> **Listed entries**:

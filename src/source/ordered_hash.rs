//! Insertion-ordered hash map.
//!
//! This module provides [`OrderedHash`], the mapping source of the crate.
//! Entries are enumerated in the order their keys were first inserted, which
//! is the order every combinator observes.
//!
//! # Overview
//!
//! - O(1) average get / `contains_key` through an `FxHashMap` index
//! - O(1) amortized insert; replacing a value keeps the entry's position
//! - O(n) remove, shifting later entries forward
//!
//! # Examples
//!
//! ```rust
//! use enumerables::{OrderedHash, ordered_hash};
//!
//! let mut codes = ordered_hash! {
//!     "kenya" => 254,
//!     "uganda" => 256,
//! };
//! codes.insert("eritrea", 291);
//! codes.insert("kenya", 255);
//!
//! let keys: Vec<&&str> = codes.keys().collect();
//! assert_eq!(keys, vec![&"kenya", &"uganda", &"eritrea"]);
//! assert_eq!(codes.get("kenya"), Some(&255));
//! ```

use std::borrow::{Borrow, Cow};
use std::fmt;
use std::hash::Hash;

use rustc_hash::FxHashMap;

use super::Enumerable;
use crate::element::{Element, TypeTag, describe};

/// An insertion-ordered map from keys to values.
///
/// Equality ignores order: two hashes are equal when they hold the same
/// key/value pairs.
///
/// # Examples
///
/// ```rust
/// use enumerables::OrderedHash;
///
/// let mut hash = OrderedHash::new();
/// assert_eq!(hash.insert("b", 2), None);
/// assert_eq!(hash.insert("a", 1), None);
/// assert_eq!(hash.insert("b", 20), Some(2));
///
/// let entries: Vec<_> = hash.iter().cloned().collect();
/// assert_eq!(entries, vec![("b", 20), ("a", 1)]);
/// ```
#[derive(Clone)]
pub struct OrderedHash<K, V> {
    entries: Vec<(K, V)>,
    index: FxHashMap<K, usize>,
}

impl<K, V> OrderedHash<K, V> {
    /// Creates a new empty hash.
    #[inline]
    #[must_use]
    pub fn new() -> Self {
        Self {
            entries: Vec::new(),
            index: FxHashMap::default(),
        }
    }

    /// Creates an empty hash with room for `capacity` entries.
    #[must_use]
    pub fn with_capacity(capacity: usize) -> Self {
        Self {
            entries: Vec::with_capacity(capacity),
            index: FxHashMap::with_capacity_and_hasher(capacity, Default::default()),
        }
    }

    /// Returns the number of entries.
    #[inline]
    #[must_use]
    pub fn len(&self) -> usize {
        self.entries.len()
    }

    /// Returns `true` if the hash holds no entries.
    #[inline]
    #[must_use]
    pub fn is_empty(&self) -> bool {
        self.entries.is_empty()
    }

    /// Returns the entry at `position` in insertion order.
    ///
    /// # Examples
    ///
    /// ```rust
    /// use enumerables::ordered_hash;
    ///
    /// let hash = ordered_hash! { "x" => 1, "y" => 2 };
    /// assert_eq!(hash.get_index(1), Some((&"y", &2)));
    /// assert_eq!(hash.get_index(2), None);
    /// ```
    #[must_use]
    pub fn get_index(&self, position: usize) -> Option<(&K, &V)> {
        self.entries.get(position).map(|(key, value)| (key, value))
    }

    /// Returns an iterator over the entries in insertion order.
    #[inline]
    pub fn iter(&self) -> std::slice::Iter<'_, (K, V)> {
        self.entries.iter()
    }

    /// Returns an iterator over the keys in insertion order.
    pub fn keys(&self) -> impl Iterator<Item = &K> {
        self.entries.iter().map(|(key, _)| key)
    }

    /// Returns an iterator over the values in insertion order.
    pub fn values(&self) -> impl Iterator<Item = &V> {
        self.entries.iter().map(|(_, value)| value)
    }
}

impl<K: Hash + Eq, V> OrderedHash<K, V> {
    /// Returns a reference to the value stored under `key`.
    pub fn get<Q>(&self, key: &Q) -> Option<&V>
    where
        K: Borrow<Q>,
        Q: Hash + Eq + ?Sized,
    {
        self.index
            .get(key)
            .and_then(|&position| self.entries.get(position))
            .map(|(_, value)| value)
    }

    /// Returns `true` if `key` is present.
    pub fn contains_key<Q>(&self, key: &Q) -> bool
    where
        K: Borrow<Q>,
        Q: Hash + Eq + ?Sized,
    {
        self.index.contains_key(key)
    }

    /// Removes `key`, returning its value.
    ///
    /// Entries inserted after the removed one move forward by one position.
    ///
    /// # Examples
    ///
    /// ```rust
    /// use enumerables::ordered_hash;
    ///
    /// let mut hash = ordered_hash! { "a" => 1, "b" => 2, "c" => 3 };
    /// assert_eq!(hash.remove("a"), Some(1));
    /// assert_eq!(hash.get_index(0), Some((&"b", &2)));
    /// assert_eq!(hash.get("c"), Some(&3));
    /// ```
    pub fn remove<Q>(&mut self, key: &Q) -> Option<V>
    where
        K: Borrow<Q>,
        Q: Hash + Eq + ?Sized,
    {
        let position = self.index.remove(key)?;
        let (_, value) = self.entries.remove(position);
        for (shifted, _) in &self.entries[position..] {
            if let Some(slot) = self.index.get_mut::<K>(shifted) {
                *slot -= 1;
            }
        }
        Some(value)
    }
}

impl<K: Hash + Eq + Clone, V> OrderedHash<K, V> {
    /// Inserts a key/value pair.
    ///
    /// A new key is appended at the end. An existing key keeps its position,
    /// its value is replaced and the previous value returned.
    pub fn insert(&mut self, key: K, value: V) -> Option<V> {
        if let Some(&position) = self.index.get(&key) {
            return self
                .entries
                .get_mut(position)
                .map(|(_, slot)| std::mem::replace(slot, value));
        }
        self.index.insert(key.clone(), self.entries.len());
        self.entries.push((key, value));
        None
    }
}

/// Builds an [`OrderedHash`] from `key => value` pairs.
///
/// # Examples
///
/// ```rust
/// use enumerables::ordered_hash;
///
/// let hash = ordered_hash! {
///     "kenya" => 254,
///     "uganda" => 256,
/// };
/// assert_eq!(hash.len(), 2);
/// ```
#[macro_export]
macro_rules! ordered_hash {
    () => {
        $crate::OrderedHash::new()
    };
    ($($key:expr => $value:expr),+ $(,)?) => {{
        let mut hash = $crate::OrderedHash::new();
        $(
            hash.insert($key, $value);
        )+
        hash
    }};
}

// =============================================================================
// Enumerable / Element Implementations
// =============================================================================

impl<K: Hash + Eq + Clone, V> Enumerable for OrderedHash<K, V> {
    type Item = (K, V);
    type Yield<'a>
        = &'a (K, V)
    where
        Self: 'a;
    type Cursor<'a>
        = std::slice::Iter<'a, (K, V)>
    where
        Self: 'a;
    type Selection = Self;

    #[inline]
    fn cursor(&self) -> Self::Cursor<'_> {
        self.entries.iter()
    }
}

impl<K: Element, V: Element> Element for OrderedHash<K, V> {
    fn text(&self) -> Option<Cow<'_, str>> {
        let parts: Vec<String> = self
            .entries
            .iter()
            .map(|(key, value)| format!("{} => {}", describe(key), describe(value)))
            .collect();
        Some(Cow::Owned(format!("{{{}}}", parts.join(", "))))
    }

    fn is_a(&self, tag: TypeTag) -> bool {
        matches!(tag, TypeTag::Object | TypeTag::Mapping)
    }
}

// =============================================================================
// Standard Trait Implementations
// =============================================================================

impl<K, V> Default for OrderedHash<K, V> {
    #[inline]
    fn default() -> Self {
        Self::new()
    }
}

impl<K: Hash + Eq + Clone, V> FromIterator<(K, V)> for OrderedHash<K, V> {
    fn from_iter<I: IntoIterator<Item = (K, V)>>(iter: I) -> Self {
        let mut hash = Self::new();
        hash.extend(iter);
        hash
    }
}

impl<K: Hash + Eq + Clone, V> Extend<(K, V)> for OrderedHash<K, V> {
    fn extend<I: IntoIterator<Item = (K, V)>>(&mut self, iter: I) {
        for (key, value) in iter {
            self.insert(key, value);
        }
    }
}

/// An owning iterator over the entries of an [`OrderedHash`].
pub struct OrderedHashIntoIterator<K, V> {
    entries: std::vec::IntoIter<(K, V)>,
}

impl<K, V> Iterator for OrderedHashIntoIterator<K, V> {
    type Item = (K, V);

    #[inline]
    fn next(&mut self) -> Option<Self::Item> {
        self.entries.next()
    }

    #[inline]
    fn size_hint(&self) -> (usize, Option<usize>) {
        self.entries.size_hint()
    }
}

impl<K, V> ExactSizeIterator for OrderedHashIntoIterator<K, V> {}

impl<K, V> IntoIterator for OrderedHash<K, V> {
    type Item = (K, V);
    type IntoIter = OrderedHashIntoIterator<K, V>;

    fn into_iter(self) -> Self::IntoIter {
        OrderedHashIntoIterator {
            entries: self.entries.into_iter(),
        }
    }
}

impl<'a, K, V> IntoIterator for &'a OrderedHash<K, V> {
    type Item = &'a (K, V);
    type IntoIter = std::slice::Iter<'a, (K, V)>;

    fn into_iter(self) -> Self::IntoIter {
        self.iter()
    }
}

impl<K: Hash + Eq, V: PartialEq> PartialEq for OrderedHash<K, V> {
    fn eq(&self, other: &Self) -> bool {
        self.len() == other.len()
            && self
                .entries
                .iter()
                .all(|(key, value)| other.get(key) == Some(value))
    }
}

impl<K: Hash + Eq, V: Eq> Eq for OrderedHash<K, V> {}

impl<K: fmt::Debug, V: fmt::Debug> fmt::Debug for OrderedHash<K, V> {
    fn fmt(&self, formatter: &mut fmt::Formatter<'_>) -> fmt::Result {
        formatter
            .debug_map()
            .entries(self.entries.iter().map(|(key, value)| (key, value)))
            .finish()
    }
}

// =============================================================================
// Serde Support
// =============================================================================

#[cfg(feature = "serde")]
impl<K, V> serde::Serialize for OrderedHash<K, V>
where
    K: serde::Serialize,
    V: serde::Serialize,
{
    fn serialize<S>(&self, serializer: S) -> Result<S::Ok, S::Error>
    where
        S: serde::Serializer,
    {
        use serde::ser::SerializeMap;
        let mut map = serializer.serialize_map(Some(self.len()))?;
        for (key, value) in self {
            map.serialize_entry(key, value)?;
        }
        map.end()
    }
}

#[cfg(feature = "serde")]
struct OrderedHashVisitor<K, V> {
    marker: std::marker::PhantomData<(K, V)>,
}

#[cfg(feature = "serde")]
impl<'de, K, V> serde::de::Visitor<'de> for OrderedHashVisitor<K, V>
where
    K: serde::Deserialize<'de> + Hash + Eq + Clone,
    V: serde::Deserialize<'de>,
{
    type Value = OrderedHash<K, V>;

    fn expecting(&self, formatter: &mut fmt::Formatter) -> fmt::Result {
        formatter.write_str("a map")
    }

    fn visit_map<A>(self, mut access: A) -> Result<Self::Value, A::Error>
    where
        A: serde::de::MapAccess<'de>,
    {
        let mut hash = OrderedHash::with_capacity(access.size_hint().unwrap_or(0));
        while let Some((key, value)) = access.next_entry()? {
            hash.insert(key, value);
        }
        Ok(hash)
    }
}

#[cfg(feature = "serde")]
impl<'de, K, V> serde::Deserialize<'de> for OrderedHash<K, V>
where
    K: serde::Deserialize<'de> + Hash + Eq + Clone,
    V: serde::Deserialize<'de>,
{
    fn deserialize<D>(deserializer: D) -> Result<Self, D::Error>
    where
        D: serde::Deserializer<'de>,
    {
        deserializer.deserialize_map(OrderedHashVisitor {
            marker: std::marker::PhantomData,
        })
    }
}

// =============================================================================
// Tests
// =============================================================================

#[cfg(test)]
mod tests {
    use super::*;
    use rstest::rstest;

    fn country_codes() -> OrderedHash<String, i32> {
        crate::ordered_hash! {
            "kenya".to_string() => 254,
            "uganda".to_string() => 256,
            "eritrea".to_string() => 291,
        }
    }

    #[rstest]
    fn test_new_is_empty() {
        let hash: OrderedHash<i32, i32> = OrderedHash::new();
        assert!(hash.is_empty());
        assert_eq!(hash.len(), 0);
        assert_eq!(hash.get(&1), None);
    }

    #[rstest]
    fn test_iteration_follows_insertion_order() {
        let hash = country_codes();
        let keys: Vec<&str> = hash.keys().map(String::as_str).collect();
        assert_eq!(keys, vec!["kenya", "uganda", "eritrea"]);
        let values: Vec<i32> = hash.values().copied().collect();
        assert_eq!(values, vec![254, 256, 291]);
    }

    #[rstest]
    fn test_insert_existing_key_keeps_position() {
        let mut hash = country_codes();
        assert_eq!(hash.insert("kenya".to_string(), 1), Some(254));
        assert_eq!(hash.get_index(0), Some((&"kenya".to_string(), &1)));
        assert_eq!(hash.len(), 3);
    }

    #[rstest]
    fn test_get_by_borrowed_key() {
        let hash = country_codes();
        assert_eq!(hash.get("uganda"), Some(&256));
        assert!(hash.contains_key("eritrea"));
        assert!(!hash.contains_key("tanzania"));
    }

    #[rstest]
    fn test_remove_shifts_later_entries() {
        let mut hash = country_codes();
        assert_eq!(hash.remove("kenya"), Some(254));
        assert_eq!(hash.remove("kenya"), None);
        assert_eq!(hash.len(), 2);
        assert_eq!(hash.get("uganda"), Some(&256));
        assert_eq!(hash.get("eritrea"), Some(&291));
        assert_eq!(hash.get_index(0).map(|(key, _)| key.as_str()), Some("uganda"));

        hash.insert("kenya".to_string(), 254);
        assert_eq!(hash.get_index(2).map(|(key, _)| key.as_str()), Some("kenya"));
        assert_eq!(hash.get("kenya"), Some(&254));
    }

    #[rstest]
    fn test_remove_from_middle_reindexes_tail() {
        let mut hash = country_codes();
        assert_eq!(hash.remove("uganda"), Some(256));
        assert_eq!(hash.get_index(1).map(|(key, _)| key.as_str()), Some("eritrea"));
        assert_eq!(hash.get("eritrea"), Some(&291));
        assert!(!hash.contains_key("uganda"));

        assert_eq!(hash.insert("eritrea".to_string(), 292), Some(291));
        assert_eq!(hash.get_index(1), Some((&"eritrea".to_string(), &292)));
        assert_eq!(hash.len(), 2);
    }

    #[rstest]
    fn test_equality_ignores_order() {
        let forward: OrderedHash<&str, i32> = [("a", 1), ("b", 2)].into_iter().collect();
        let backward: OrderedHash<&str, i32> = [("b", 2), ("a", 1)].into_iter().collect();
        let different: OrderedHash<&str, i32> = [("a", 1), ("b", 3)].into_iter().collect();
        assert_eq!(forward, backward);
        assert_ne!(forward, different);
    }

    #[rstest]
    fn test_owned_iteration() {
        let entries: Vec<(String, i32)> = country_codes().into_iter().collect();
        assert_eq!(entries[2], ("eritrea".to_string(), 291));
    }

    #[rstest]
    fn test_debug_prints_as_map() {
        let hash: OrderedHash<&str, i32> = [("kenya", 254)].into_iter().collect();
        assert_eq!(format!("{hash:?}"), "{\"kenya\": 254}");
    }

    #[rstest]
    fn test_element_text_and_tag() {
        let hash: OrderedHash<&str, i32> = [("kenya", 254), ("uganda", 256)].into_iter().collect();
        assert_eq!(hash.text().as_deref(), Some("{kenya => 254, uganda => 256}"));
        assert!(hash.is_a(TypeTag::Mapping));
        assert!(!hash.is_a(TypeTag::Sequence));
    }

    #[rstest]
    fn test_empty_macro() {
        let hash: OrderedHash<i32, i32> = crate::ordered_hash! {};
        assert!(hash.is_empty());
    }
}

> **Assignment**: Repeat exactly the lines above from the one with "self.entries.iter().map(|(key, _)| key)" up to and including the one with "Returns a reference". No other line belongs in the reply.

> **Task output**:
        self.entries.iter().map(|(key, _)| key)
    }

    /// Returns an iterator over the values in insertion order.
    pub fn values(&self) -> impl Iterator<Item = &V> {
        self.entries.iter().map(|(_, value)| value)
    }
}

impl<K: Hash + Eq, V> OrderedHash<K, V> {
    /// Returns a reference to the value stored under `key`.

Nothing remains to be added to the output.